When you enter our learning center, you will see five trees with their five names painted on the walls, with eternal green leaves sprouting from their branches. You will also see an arrangement of shelves, shelves that will provide us with all the bittersweet experiences of enrichment. This design was inspired by my reflection on the disciplined way I go about my own personal development as a resident of Ignacio House. It calls attention to the organizing pillars at the foundation of our culture. 

Our community is built on five pillars. Five pillars that support our daily effort to be stronger, smarter, healthier, and more balanced human beings. These five pillars are: the Spiritual, the Physical, the Emotional, the Psychological, and the Intellectual. To ensure that our enrichment culture is being reinforced, represented, and repeatedly encountered, we thought it would be a cool idea to organize our library according to these pillars. And to further enhance their importance, we fleshed out a plan to categorize our books according to them as well. Each tree is named after each pillar. For example, if a member of our community was interested in learning about the teachings of St. Ignatius, he would go visit our enrichment tree of Spirituality. 

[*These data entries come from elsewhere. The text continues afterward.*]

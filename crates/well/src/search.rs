//! Eigenvalue searches at fixed well parameters.
//!
//! Both searches use the default [`FiniteWell`] model. For another domain
//! policy or an observer, call the solvers in `eigenwell_solvers` directly
//! with an [`EigenvalueProblem`].

use eigenwell_solvers::equation::{bisection, newton};

use crate::{EigenvalueProblem, FiniteWell, Matching, Trial, WellParameters};

/// Bisects `bracket` for a bound-state energy.
///
/// The bracket must straddle exactly one root and no pole of `tan`. A bracket
/// that crosses a pole has a sign change but converges onto the pole, so
/// check the returned residual.
///
/// # Errors
///
/// Returns an error if the config or bracket is invalid, or if a residual is
/// not finite.
pub fn bisect(
    params: WellParameters,
    bracket: [f64; 2],
    config: &bisection::Config,
) -> Result<bisection::Solution<Trial, Matching>, bisection::Error> {
    bisection::solve_unobserved(
        &FiniteWell::default(),
        &EigenvalueProblem::new(params),
        bracket,
        config,
    )
}

/// Refines `seed` toward a bound-state energy with Newton's method.
///
/// # Errors
///
/// Returns an error if the config is invalid or `seed` is not finite.
pub fn refine(
    params: WellParameters,
    seed: f64,
    config: &newton::Config,
) -> Result<newton::Solution<Trial, Matching>, newton::Error> {
    newton::solve_unobserved(
        &FiniteWell::default(),
        &EigenvalueProblem::new(params),
        seed,
        config,
    )
}
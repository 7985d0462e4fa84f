use eigenwell_core::Model;

use crate::{WellError, WellParameters};

/// How the model treats trial energies outside the well.
#[derive(Debug, Clone, Copy, PartialEq, Eq, Default)]
#[cfg_attr(feature = "serde", derive(serde::Serialize, serde::Deserialize))]
#[cfg_attr(feature = "serde", serde(rename_all = "snake_case"))]
pub enum Domain {
    /// Take absolute values of `E - V1` and `V2 - E`, so every finite energy
    /// evaluates.
    #[default]
    Fold,

    /// Reject energies outside the open interval `(V1, V2)`.
    Strict,
}

/// A trial energy for a given well.
#[derive(Debug, Clone, Copy, PartialEq)]
pub struct Trial {
    pub params: WellParameters,
    pub energy: f64,
}

/// The interior and exterior wavefunction terms at a trial energy.
#[derive(Debug, Clone, Copy, PartialEq)]
pub struct Matching {
    /// Interior wavenumber, `k = sqrt(|E - V1|)`.
    pub wavenumber: f64,

    /// Exterior decay constant, `r = sqrt(|V2 - E|)`.
    pub decay: f64,

    /// Matching mismatch, `k·tan(k) − r`.
    pub mismatch: f64,
}

impl Matching {
    /// Evaluates the matching terms at `energy`.
    ///
    /// `tan` diverges where `k = π/2 + nπ`; energies near those poles give
    /// very large or non-finite mismatches.
    #[must_use]
    pub fn at(energy: f64, params: &WellParameters) -> Self {
        let wavenumber = (energy - params.inner()).abs().sqrt();
        let decay = (params.outer() - energy).abs().sqrt();
        Self {
            wavenumber,
            decay,
            mismatch: wavenumber * wavenumber.tan() - decay,
        }
    }
}

/// Returns `k·tan(k) − r` at `energy`; zero at a bound-state energy.
#[must_use]
pub fn mismatch(energy: f64, params: &WellParameters) -> f64 {
    Matching::at(energy, params).mismatch
}

/// Finite square well model mapping a [`Trial`] to its [`Matching`] terms.
#[derive(Debug, Clone, Copy, PartialEq, Eq, Default)]
pub struct FiniteWell {
    pub domain: Domain,
}

impl FiniteWell {
    /// Creates a model with the given domain policy.
    #[must_use]
    pub fn new(domain: Domain) -> Self {
        Self { domain }
    }
}

impl Model for FiniteWell {
    type Input = Trial;
    type Output = Matching;
    type Error = WellError;

    fn call(&self, trial: &Trial) -> Result<Matching, Self::Error> {
        let Trial { params, energy } = *trial;

        if self.domain == Domain::Strict && !params.contains(energy) {
            return Err(WellError::OutsideWell {
                energy,
                inner: params.inner(),
                outer: params.outer(),
            });
        }

        Ok(Matching::at(energy, &params))
    }
}

#[cfg(test)]
mod tests {
    use approx::assert_relative_eq;

    use super::*;

    fn shallow() -> WellParameters {
        WellParameters::new(10.0, 70.0).unwrap()
    }

    #[test]
    fn mismatch_below_first_pole() {
        assert_relative_eq!(
            mismatch(26.0, &shallow()),
            -2.001_964_451_312_49,
            epsilon = 1e-12
        );
    }

    #[test]
    fn matching_terms() {
        let matching = Matching::at(26.0, &shallow());
        assert_relative_eq!(matching.wavenumber, 4.0);
        assert_relative_eq!(matching.decay, 44.0_f64.sqrt());
        assert_relative_eq!(
            matching.mismatch,
            4.0 * 4.0_f64.tan() - 44.0_f64.sqrt()
        );
    }

    #[test]
    fn fold_evaluates_outside_the_well() {
        let params = shallow();
        let below = FiniteWell::default()
            .call(&Trial {
                params,
                energy: 5.0,
            })
            .unwrap();

        assert_relative_eq!(below.wavenumber, 5.0_f64.sqrt());
        assert_relative_eq!(below.decay, 65.0_f64.sqrt());
        assert_relative_eq!(below.mismatch, -10.912_252_631_397_17, epsilon = 1e-12);
    }

    #[test]
    fn strict_rejects_outside_the_well() {
        let model = FiniteWell::new(Domain::Strict);
        let params = shallow();

        for energy in [5.0, 10.0, 70.0, 80.0, f64::NAN] {
            let result = model.call(&Trial { params, energy });
            assert!(
                matches!(result, Err(WellError::OutsideWell { inner, outer, .. }) if inner == 10.0 && outer == 70.0),
                "energy {energy} should be rejected"
            );
        }
    }

    #[test]
    fn strict_matches_fold_inside_the_well() {
        let trial = Trial {
            params: shallow(),
            energy: 26.0,
        };
        let strict = FiniteWell::new(Domain::Strict).call(&trial).unwrap();
        let fold = FiniteWell::default().call(&trial).unwrap();
        assert_eq!(strict, fold);
    }
}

Encoded in our library, from how it’s designed to what type of books fill its shelves, is the message of our devotion to enrichment. An enrichment that’s only accessible through reading. Everything we think or rethink, everything we feel, everything we do is nourished and reshaped by ideas; and books are just biographies of ideas. 

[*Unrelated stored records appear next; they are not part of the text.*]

//! Numerical solvers for scalar equation problems.
//!
//! - [`equation::bisection`] — bracketed root finding to an absolute tolerance
//! - [`equation::newton`] — Newton iteration with a finite-difference derivative
//! - [`continuation`] — Newton solves across a parameter sweep, reseeding each
//!   solve with the previous result
//!
//! Every solver accepts an [`Observer`] for monitoring and early stopping, and
//! has an `_unobserved` convenience wrapper.
//!
//! [`Observer`]: eigenwell_core::Observer

pub mod continuation;
pub mod equation;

This is how our enrichment library will be a resource for our community. It will provide us with the information they need to become stronger leaders, smarter students, and just more informed human beings. Paulo Coelho would teach us how the universe is alive too and how it conspires to help us discover or rediscover our potential for good. Daniel Goleman would introduce us to the importance of emotional intelligence in a world of cold rationalism. Besse Van Der Kolk would teach us how the body keeps the score, how trauma alters us. This is why we are devoting so much attention to organizing our library, to supplying our shelves with books that will continually embody and carry and share with those open to our way of living, a legacy of enrichment. 

I want to invite you to participate in our community’s effort to build a legacy of enrichment that could positively impact current as well as future Ignacio House residents. I want to invite you to be a part of this book project by purchasing a book from our Amazon wishlist. I want to invite you to be a part of the work to supply our community with all the spiritual, physical, emotional, psychological, and intellectual resources we require to unlock our potential.  

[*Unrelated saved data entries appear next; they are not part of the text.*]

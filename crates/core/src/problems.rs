mod equation;

pub use equation::EquationProblem;
//! Bisection for single-variable root finding.
//!
//! # Algorithm
//!
//! Given a bracket `[E1, E2]` whose endpoint residuals differ in sign, each
//! iteration evaluates the midpoint `Enew` and keeps the half that still
//! straddles the root:
//!
//! - if `f(Enew) · f(E1) > 0`, the root lies in `(Enew, E2)` and `E1 = Enew`
//! - otherwise the root lies in `(E1, Enew]` and `E2 = Enew`
//!
//! Iteration stops once `E2 - E1 <= x_abs_tol`, and the left endpoint `E1` is
//! reported as the root estimate. The bracket width halves every iteration,
//! so there is no iteration cap. If the bracket can no longer be split
//! because the endpoints are adjacent floats, the solver stops with
//! [`Status::Stalled`].
//!
//! # Bracket precondition
//!
//! By default the endpoint residuals are checked up front and a bracket with
//! `f(E1) · f(E2) > 0` is rejected with [`BracketError::NoSignChange`].
//! [`Precondition::Assume`] skips that check and trusts the caller, which is
//! useful when a pole sits between a root and the right endpoint.
//!
//! # Observer Events
//!
//! The solver emits one [`Event`] per midpoint evaluation. Observers can
//! return [`Action::StopEarly`] to halt with the current left endpoint.

mod action;
mod bracket;
mod config;
mod error;
mod event;
mod solution;

#[cfg(test)]
mod tests;

pub use action::Action;
pub use bracket::{Bracket, BracketError};
pub use config::{Config, ConfigError, Precondition};
pub use error::Error;
pub use event::Event;
pub use solution::{Solution, Status};

use eigenwell_core::{EquationProblem, Model, Observer};

use crate::equation::{Evaluation, evaluate};

use bracket::Bounds;

/// Finds a root of the equation using the bisection method.
///
/// The observer receives an [`Event`] for each midpoint evaluation.
///
/// # Errors
///
/// Returns an error if the config or bracket is invalid, a residual is not
/// finite, or the model or problem fails during evaluation.
pub fn solve<M, P, Obs>(
    model: &M,
    problem: &P,
    bracket: [f64; 2],
    config: &Config,
    mut observer: Obs,
) -> Result<Solution<M::Input, M::Output>, Error>
where
    M: Model,
    P: EquationProblem<1, Input = M::Input, Output = M::Output>,
    Obs: for<'a> Observer<Event<'a, M::Input, M::Output>, Action>,
{
    config.validate()?;

    let bounds = Bounds::new(bracket)?;
    let [left, right] = bounds.as_array();

    let mut left_eval = evaluate(model, problem, left)?;
    let left_residual = finite_residual(&left_eval)?;

    let mut bracket = match config.precondition {
        Precondition::Verify => {
            let right_eval = evaluate(model, problem, right)?;
            let right_residual = finite_residual(&right_eval)?;
            Bracket::checked(bounds, left_residual, right_residual)?
        }
        Precondition::Assume => Bracket::assumed(bounds, left_residual),
    };

    let mut iters = 0;
    while !bracket.is_converged(config.x_abs_tol) {
        let mid = bracket.midpoint();
        if !bracket.splits_at(mid) {
            return Ok(Solution::new(left_eval, bracket, Status::Stalled, iters));
        }

        iters += 1;
        let mid_eval = evaluate(model, problem, mid)?;
        let mid_residual = finite_residual(&mid_eval)?;

        let event = Event {
            iter: iters,
            bracket: bracket.as_array(),
            eval: &mid_eval,
        };
        if let Some(Action::StopEarly) = observer.observe(&event) {
            return Ok(Solution::new(
                left_eval,
                bracket,
                Status::StoppedByObserver,
                iters,
            ));
        }

        if bracket.shrink(mid, mid_residual) {
            left_eval = mid_eval;
        }
    }

    Ok(Solution::new(left_eval, bracket, Status::Converged, iters))
}

/// Runs bisection without observation.
///
/// # Errors
///
/// Returns an error if the config or bracket is invalid, a residual is not
/// finite, or the model or problem fails during evaluation.
pub fn solve_unobserved<M, P>(
    model: &M,
    problem: &P,
    bracket: [f64; 2],
    config: &Config,
) -> Result<Solution<M::Input, M::Output>, Error>
where
    M: Model,
    P: EquationProblem<1, Input = M::Input, Output = M::Output>,
{
    solve(model, problem, bracket, config, ())
}

fn finite_residual<I, O>(eval: &Evaluation<I, O>) -> Result<f64, Error> {
    if eval.is_finite() {
        Ok(eval.residual)
    } else {
        Err(Error::NonFiniteResidual {
            x: eval.x,
            residual: eval.residual,
        })
    }
}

I remember a few years back, when I attended an entrepreneurship training event. I was on the verge of a nervous breakdown because I had to socialize. I remember telling myself that I wasn’t going to learn much by sitting glued to my seat, pretending to be writing when I should be networking. This was an event that was clearly about networking.  So, shaking like a leaf, I went up to a volunteer. I remember clumsily asking her to share with me some insights about entrepreneurial success. 

She told me simply, “never stop reading.”